The diplomatic thicket . . . thickened. A few weeks ago, an Israeli helicopter bore down on Sheik Ahmed Yassin, the venerable leader of the Hamas movement, indeed its founder. When that happened, a few hours passed before the United States condemned the killing, pursuant to our general line that targeted assassinations of leaders should not be permitted, let alone encouraged. That delay hugely galled the Palestinians. From this, the administration learned a lesson, so that when four weeks after assassinating the first Hamas leader, the Israelis assassinated his successor, Dr. Abdel Aziz Rantisi, the White House was much quicker in repudiating the act, inasmuch as the United States is “gravely concerned for regional peace and stability.”

The Arab world is entitled to wonder at the consistency of U.S. concern for regional peace and stability, Mr. Bush having, without notice to the region, ceded the West Bank settlements to which we had been so vociferously opposed. That concession, we learn, reflected yet another diplomatic demarche. General Sharon was bound to Washington for a visit with President Bush. Sharon passed along the word that unless we proceeded with the approvals he wished, he would delay the visit. Or cancel it? Imagine, the burden at one and the same time of a standoff in Fallujah, and a boycott from Israel!
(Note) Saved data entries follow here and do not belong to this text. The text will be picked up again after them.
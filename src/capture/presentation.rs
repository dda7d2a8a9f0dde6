use regex::Regex;
use serde_json::{Map, Value};
use std::sync::LazyLock;
use thiserror::Error;

use super::session::UiState;
use crate::models::FoodAnalysis;

pub const BRAND: &str = "Kally";

/// Markdown code fence with an optional `json` tag.
static FENCE_PATTERN: LazyLock<Option<Regex>> =
    LazyLock::new(|| Regex::new(r"```(?:json)?\s*([\s\S]*?)\s*```").ok());

const REQUIRED_FIELDS: [&str; 5] = ["name", "calories", "protein", "carbs", "fat"];

#[derive(Error, Debug, Clone, PartialEq)]
pub enum ParseError {
    #[error("response is not valid JSON: {0}")]
    Json(String),

    #[error("expected a JSON object")]
    NotAnObject,

    #[error("missing field '{0}'")]
    MissingField(&'static str),

    #[error("field 'name' must be a non-empty string")]
    InvalidName,

    #[error("field '{field}' is not a valid amount: {value}")]
    InvalidAmount { field: &'static str, value: String },
}

/// Strip markdown code fences wrapping a JSON payload, then trim.
pub fn clean_json_string(raw: &str) -> String {
    match FENCE_PATTERN.as_ref() {
        Some(re) => re.replace_all(raw, "$1").trim().to_string(),
        None => raw.trim().to_string(),
    }
}

/// Text to parse from a gateway body: a JSON string is used as-is,
/// any other value is re-serialized.
pub fn response_text(body: &Value) -> String {
    match body {
        Value::String(s) => s.clone(),
        other => other.to_string(),
    }
}

pub fn parse_food_analysis(raw: &str) -> Result<FoodAnalysis, ParseError> {
    let cleaned = clean_json_string(raw);
    let value: Value = serde_json::from_str(&cleaned).map_err(|e| ParseError::Json(e.to_string()))?;
    let object = value.as_object().ok_or(ParseError::NotAnObject)?;

    for key in object.keys().filter(|k| !REQUIRED_FIELDS.contains(&k.as_str())) {
        log::debug!("Ignoring unexpected field '{}' in analysis", key);
    }

    let name = match object.get("name") {
        None | Some(Value::Null) => return Err(ParseError::MissingField("name")),
        Some(Value::String(s)) if !s.trim().is_empty() => s.trim().to_string(),
        Some(_) => return Err(ParseError::InvalidName),
    };

    Ok(FoodAnalysis {
        name,
        calories: amount(object, "calories")?,
        protein: amount(object, "protein")?,
        carbs: amount(object, "carbs")?,
        fat: amount(object, "fat")?,
    })
}

/// Read a non-negative amount. Numeric strings with a unit suffix
/// ("12g", "285 kcal", "1,250") are accepted.
fn amount(object: &Map<String, Value>, field: &'static str) -> Result<f64, ParseError> {
    let invalid = |value: &Value| ParseError::InvalidAmount {
        field,
        value: value.to_string(),
    };

    let value = match object.get(field) {
        None | Some(Value::Null) => return Err(ParseError::MissingField(field)),
        Some(v) => v,
    };

    let number = match value {
        Value::Number(n) => n.as_f64().ok_or_else(|| invalid(value))?,
        Value::String(s) => parse_amount_str(s).ok_or_else(|| invalid(value))?,
        _ => return Err(invalid(value)),
    };

    if !number.is_finite() || number < 0.0 {
        return Err(invalid(value));
    }
    Ok(number)
}

fn parse_amount_str(s: &str) -> Option<f64> {
    let trimmed = s.trim();
    let split = trimmed
        .find(|c: char| !(c.is_ascii_digit() || c == '.' || c == ','))
        .unwrap_or(trimmed.len());
    let (number, unit) = trimmed.split_at(split);

    if !unit.trim().chars().all(|c| c.is_alphabetic()) {
        return None;
    }

    let cleaned = number.replace(',', "");
    if !cleaned.chars().any(|c| c.is_ascii_digit()) {
        return None;
    }
    cleaned.parse::<f64>().ok()
}

#[derive(Debug, Clone, Copy, PartialEq, Eq)]
pub enum Anchor {
    /// Dish name tag, centered above the grid.
    Title,
    Grid { row: u8, col: u8 },
}

#[derive(Debug, Clone, PartialEq)]
pub struct OverlayLabel {
    pub anchor: Anchor,
    pub text: String,
}

/// Fixed-position labels drawn over the captured photo.
pub fn overlay(analysis: &FoodAnalysis) -> Vec<OverlayLabel> {
    vec![
        OverlayLabel {
            anchor: Anchor::Title,
            text: analysis.name.clone(),
        },
        OverlayLabel {
            anchor: Anchor::Grid { row: 0, col: 0 },
            text: format!("Calories: {}", analysis.calories),
        },
        OverlayLabel {
            anchor: Anchor::Grid { row: 0, col: 1 },
            text: format!("Protein: {}g", analysis.protein),
        },
        OverlayLabel {
            anchor: Anchor::Grid { row: 1, col: 0 },
            text: format!("Carbs: {}g", analysis.carbs),
        },
        OverlayLabel {
            anchor: Anchor::Grid { row: 1, col: 1 },
            text: format!("Fat: {}g", analysis.fat),
        },
    ]
}

/// Terminal rendering of the current screen.
pub fn render(state: &UiState) -> String {
    let mut out = format!("==== {} ====\n", BRAND);

    match state {
        UiState::Idle => out.push_str("Starting camera...\n"),
        UiState::Previewing { stream } => {
            out.push_str(&format!("📷 Live preview ({})\n", stream.label()));
            out.push_str("[Enter] Take Photo   [q] Quit\n");
        }
        UiState::Capturing => out.push_str("Capturing...\n"),
        UiState::Analyzing { .. } => out.push_str("Analyzing your food...\n"),
        UiState::ShowingResult { photo, analysis } => {
            out.push_str(&format!("[photo {}x{}, {} bytes]\n", photo.width, photo.height, photo.bytes.len()));
            let labels = overlay(analysis);
            let cell = |row: u8, col: u8| {
                labels
                    .iter()
                    .find(|l| l.anchor == Anchor::Grid { row, col })
                    .map(|l| l.text.as_str())
                    .unwrap_or("")
            };
            out.push_str(&format!("   {}\n", analysis.name));
            for row in 0..2 {
                out.push_str(&format!("   {:<20}{}\n", cell(row, 0), cell(row, 1)));
            }
            out.push_str("[r] Take Another Photo   [q] Quit\n");
        }
        UiState::ShowingError { message, .. } => {
            out.push_str(&format!("{}\n", message));
            out.push_str("[r] Try Again   [q] Quit\n");
        }
    }

    out
}

#[cfg(test)]
mod tests {
    use super::*;

    #[test]
    fn test_clean_strips_json_fence() {
        assert_eq!(clean_json_string("```json\n{\"a\":1}\n```"), "{\"a\":1}");
    }

    #[test]
    fn test_clean_strips_untagged_fence_and_surrounding_whitespace() {
        assert_eq!(clean_json_string("  ```\n{\"a\": 1}\n```  \n"), "{\"a\": 1}");
        assert_eq!(clean_json_string("Here you go: ```json {\"a\":1} ```"), "Here you go: {\"a\":1}");
    }

    #[test]
    fn test_clean_without_fence_only_trims() {
        assert_eq!(clean_json_string("  {\"a\":1}\n"), "{\"a\":1}");
    }

    #[test]
    fn test_clean_is_idempotent() {
        let inputs = [
            "```json\n{\"name\":\"Pizza\"}\n```",
            "```\n[1, 2]\n```",
            "{\"plain\": true}",
            "   padded   ",
            "",
            "prefix ```json\n{}\n``` suffix",
        ];
        for input in inputs {
            let once = clean_json_string(input);
            assert_eq!(clean_json_string(&once), once, "input: {:?}", input);
        }
    }

    #[test]
    fn test_parse_exact_values() {
        let analysis =
            parse_food_analysis(r#"{"name":"Pizza","calories":285,"protein":12,"carbs":36,"fat":10}"#).unwrap();

        assert_eq!(
            analysis,
            FoodAnalysis {
                name: "Pizza".to_string(),
                calories: 285.0,
                protein: 12.0,
                carbs: 36.0,
                fat: 10.0,
            }
        );
    }

    #[test]
    fn test_parse_fenced_response() {
        let raw = "```json\n{\"name\":\"Ramen\",\"calories\":450.5,\"protein\":18,\"carbs\":60,\"fat\":14}\n```";
        let analysis = parse_food_analysis(raw).unwrap();
        assert_eq!(analysis.name, "Ramen");
        assert_eq!(analysis.calories, 450.5);
    }

    #[test]
    fn test_parse_accepts_amount_strings_and_extra_keys() {
        let raw = r#"{"name":"Menemen","calories":"1,250 kcal","protein":"12g","carbs":"8.5 g","fat":9,"confidence":0.8}"#;
        let analysis = parse_food_analysis(raw).unwrap();
        assert_eq!(analysis.calories, 1250.0);
        assert_eq!(analysis.protein, 12.0);
        assert_eq!(analysis.carbs, 8.5);
    }

    #[test]
    fn test_parse_rejects_truncated_json() {
        let err = parse_food_analysis(r#"{"name":"Pizza","calories":28"#).unwrap_err();
        assert!(matches!(err, ParseError::Json(_)));
    }

    #[test]
    fn test_parse_rejects_missing_and_invalid_fields() {
        assert_eq!(
            parse_food_analysis(r#"{"name":"Pizza","calories":285,"protein":12,"carbs":36}"#).unwrap_err(),
            ParseError::MissingField("fat")
        );
        assert_eq!(
            parse_food_analysis(r#"{"name":"","calories":1,"protein":1,"carbs":1,"fat":1}"#).unwrap_err(),
            ParseError::InvalidName
        );
        assert!(matches!(
            parse_food_analysis(r#"{"name":"X","calories":"lots","protein":1,"carbs":1,"fat":1}"#),
            Err(ParseError::InvalidAmount { field: "calories", .. })
        ));
        assert!(matches!(
            parse_food_analysis(r#"{"name":"X","calories":-5,"protein":1,"carbs":1,"fat":1}"#),
            Err(ParseError::InvalidAmount { field: "calories", .. })
        ));
        assert_eq!(parse_food_analysis("[1,2,3]").unwrap_err(), ParseError::NotAnObject);
    }

    #[test]
    fn test_response_text() {
        assert_eq!(response_text(&Value::String("```json\n{}\n```".to_string())), "```json\n{}\n```");
        assert_eq!(response_text(&serde_json::json!({"name": "Tea"})), r#"{"name":"Tea"}"#);
    }

    #[test]
    fn test_overlay_labels() {
        let analysis = FoodAnalysis {
            name: "Pizza".to_string(),
            calories: 285.0,
            protein: 12.0,
            carbs: 36.5,
            fat: 10.0,
        };
        let labels = overlay(&analysis);

        assert_eq!(labels[0].anchor, Anchor::Title);
        assert_eq!(labels[0].text, "Pizza");
        let texts: Vec<&str> = labels[1..].iter().map(|l| l.text.as_str()).collect();
        assert_eq!(texts, ["Calories: 285", "Protein: 12g", "Carbs: 36.5g", "Fat: 10g"]);
    }

    #[test]
    fn test_render_error_offers_retry() {
        let state = UiState::ShowingError {
            message: "Error parsing food data.".to_string(),
            photo: None,
        };
        let screen = render(&state);
        assert!(screen.contains("Kally"));
        assert!(screen.contains("Error parsing food data."));
        assert!(screen.contains("Try Again"));
    }
}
Mr. Bush has problems here which diplomatic deftness can’t easily cure. Israel is not formally at war with Palestine, but such liberties as it has been taking by assassinating Hamas leaders are not easy for the United States to repudiate as inherently abhorrent. In 1943 we shot down Admiral Yamamoto in his airplane. Not because he was just any Japanese admiral, but because he was Admiral Yamamoto. That man who had planned Pearl Harbor and advised his staff that he expected to preside over the surrender of the United States in Washington, D.C. General Sharon quite understandably wants to shoot down any leader of an organization that proudly claims Israeli victims in its terrorist offensive. And the United States will continue to bemoan these assassinations. After a while, the whole thing can be put on software.

What Mr. Bush cannot ease himself out of is the sense of betrayal brought on by surrendering in the matter of the settlements. If the president has reasoned that leaving Gaza alone will soon make up for that West Bank surrender, he cannot hope that Gaza will bring on a regenerated Palestinian community in time to affect the larger matters pending. They are: the drift of opinion by young Muslims urged to consider western alternatives of freedom and self-rule; and by older, professionally antagonistic ideologues, who are saying that the United States cannot be trusted.